# What is expected
Return the lines below that contain "type".
─── Source data ───
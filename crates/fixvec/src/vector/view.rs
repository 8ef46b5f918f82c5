//! Named-field views over the storage of 2- and 3-dimensional vectors.

use std::{
    mem,
    ops::{Deref, DerefMut},
};

use crate::Vector;

/// Field view of a [`Vec2`][crate::Vec2], reached through its [`Deref`] impl.
#[repr(C)]
pub struct XY<T> {
    pub x: T,
    pub y: T,
    _priv: (), // prevent external construction
}

/// Field view of a [`Vec3`][crate::Vec3], reached through its [`Deref`] impl.
#[repr(C)]
pub struct XYZ<T> {
    pub x: T,
    pub y: T,
    pub z: T,
    _priv: (), // prevent external construction
}

// `Vector` is `repr(transparent)` over `[T; N]`, and a `repr(C)` struct of `N` fields of type `T`
// plus a ZST has the same layout, so the views alias the vector's elements in index order.

impl<T> Deref for Vector<2, T> {
    type Target = XY<T>;

    #[inline]
    fn deref(&self) -> &Self::Target {
        unsafe { mem::transmute(self) }
    }
}

impl<T> DerefMut for Vector<2, T> {
    #[inline]
    fn deref_mut(&mut self) -> &mut Self::Target {
        unsafe { mem::transmute(self) }
    }
}

impl<T> Deref for Vector<3, T> {
    type Target = XYZ<T>;

    #[inline]
    fn deref(&self) -> &Self::Target {
        unsafe { mem::transmute(self) }
    }
}

impl<T> DerefMut for Vector<3, T> {
    #[inline]
    fn deref_mut(&mut self) -> &mut Self::Target {
        unsafe { mem::transmute(self) }
    }
}

#[cfg(test)]
mod tests {
    use std::mem::{align_of, size_of};

    use crate::{vec2, vec3, Tuple, Vector, XY, XYZ};

    #[test]
    fn layout() {
        assert_eq!(size_of::<XY<f32>>(), size_of::<Vector<2>>());
        assert_eq!(align_of::<XY<f64>>(), align_of::<Vector<2, f64>>());
        assert_eq!(size_of::<XYZ<u8>>(), size_of::<Vector<3, u8>>());
        assert_eq!(size_of::<XYZ<f64>>(), size_of::<Vector<3, f64>>());
    }

    #[test]
    fn aliasing() {
        let mut v = vec3(1, 2, 3);
        v.z = 30;
        v[0] = 10;
        assert_eq!((v.x, v.y, v.z), (10, 2, 30));
        assert_eq!(v.into_array(), [10, 2, 30]);

        let mut v = vec2(1.0, 2.0);
        v.x += 0.5;
        assert_eq!(v[0], 1.5);
    }
}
───
# Response box
// `Vector` is `repr(transparent)` over `[T; N]`, and a `repr(C)` struct of `N` fields of type `T`
    type Target = XY<T>;
    type Target = XYZ<T>;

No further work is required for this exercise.